**Editor’s Note: Please click
for a recap of the biggest channel-impacting mergers in Q3 2013.**
Mitel Networks Corp. has gotten the go-ahead from its shareholders to complete the planned, $374 million acquisition of Aastra Technologies.
Mitel is buying all of Aastra’s outstanding common shares for $6.52 in cash plus 3.6 Mitel common shares per each Aastra common share.
The deal required approval of Mitel’s shareholders by majority vote, which was given via written consent. It now must be approved by at least two-thirds of Aastra shareholders during a meeting slated to take place in January.

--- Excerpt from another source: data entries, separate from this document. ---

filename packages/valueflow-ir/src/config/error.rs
//! Configuration error types

use thiserror::Error;

/// Configuration error type
#[derive(Debug, Error)]
pub enum ConfigError {
    /// Range validation error
    #[error("Invalid range for field '{field}': {value} not in {min}..={max}. {hint}")]
    Range {
        field: String,
        value: String,
        min: String,
        max: String,
        hint: String,
    },

    /// Missing version field in YAML
    #[error("Missing 'version' field in configuration file. Add 'version: 1' to the top of your YAML file.")]
    MissingVersion,

    /// Unsupported version
    #[error("Unsupported configuration version {found}. Supported versions: {}", supported.iter().map(|v| v.to_string()).collect::<Vec<_>>().join(", "))]
    UnsupportedVersion { found: u32, supported: Vec<u32> },

    /// IO error
    #[error("IO error: {0}")]
    Io(#[from] std::io::Error),

    /// YAML parsing error
    #[error("YAML parsing error: {0}")]
    Yaml(#[from] serde_yaml::Error),
}

/// Configuration result type
pub type ConfigResult<T> = Result<T, ConfigError>;

impl ConfigError {
    /// Create a range error with a hint
    pub fn range_with_hint(
        field: impl Into<String>,
        value: impl ToString,
        min: impl ToString,
        max: impl ToString,
        hint: impl Into<String>,
    ) -> Self {
        Self::Range {
            field: field.into(),
            value: value.to_string(),
            min: min.to_string(),
            max: max.to_string(),
            hint: hint.into(),
        }
    }
}
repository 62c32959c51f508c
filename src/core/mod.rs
pub mod config;
pub mod errors;
pub mod types;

A Mitel-Aastra transaction also still must receive approvals from the Canadian government.
And while both Mitel and Aastra are based in Canada, Aastra holds more market share in Europe, particularly the western portion. Both companies specialize in premises and cloud unified communications, and Aastra makes one of the three Microsoft Lync-certified phone sets. Observers say Mitel’s challenge will be to increase revenue, and use the PrairieFrye and Aastra transactions to strengthen its Lync strategy.
Mitel CEO Rich McBee will remain in charge of the combined company which will keep its headquarters in Ottawa and operate under the Mitel name while Aastra’s co-CEO, Francis Shen, will become chief strategy officer and Tony Shen will serve as COO.
Mitel expects the purchase to wrap up in the first quarter of 2014.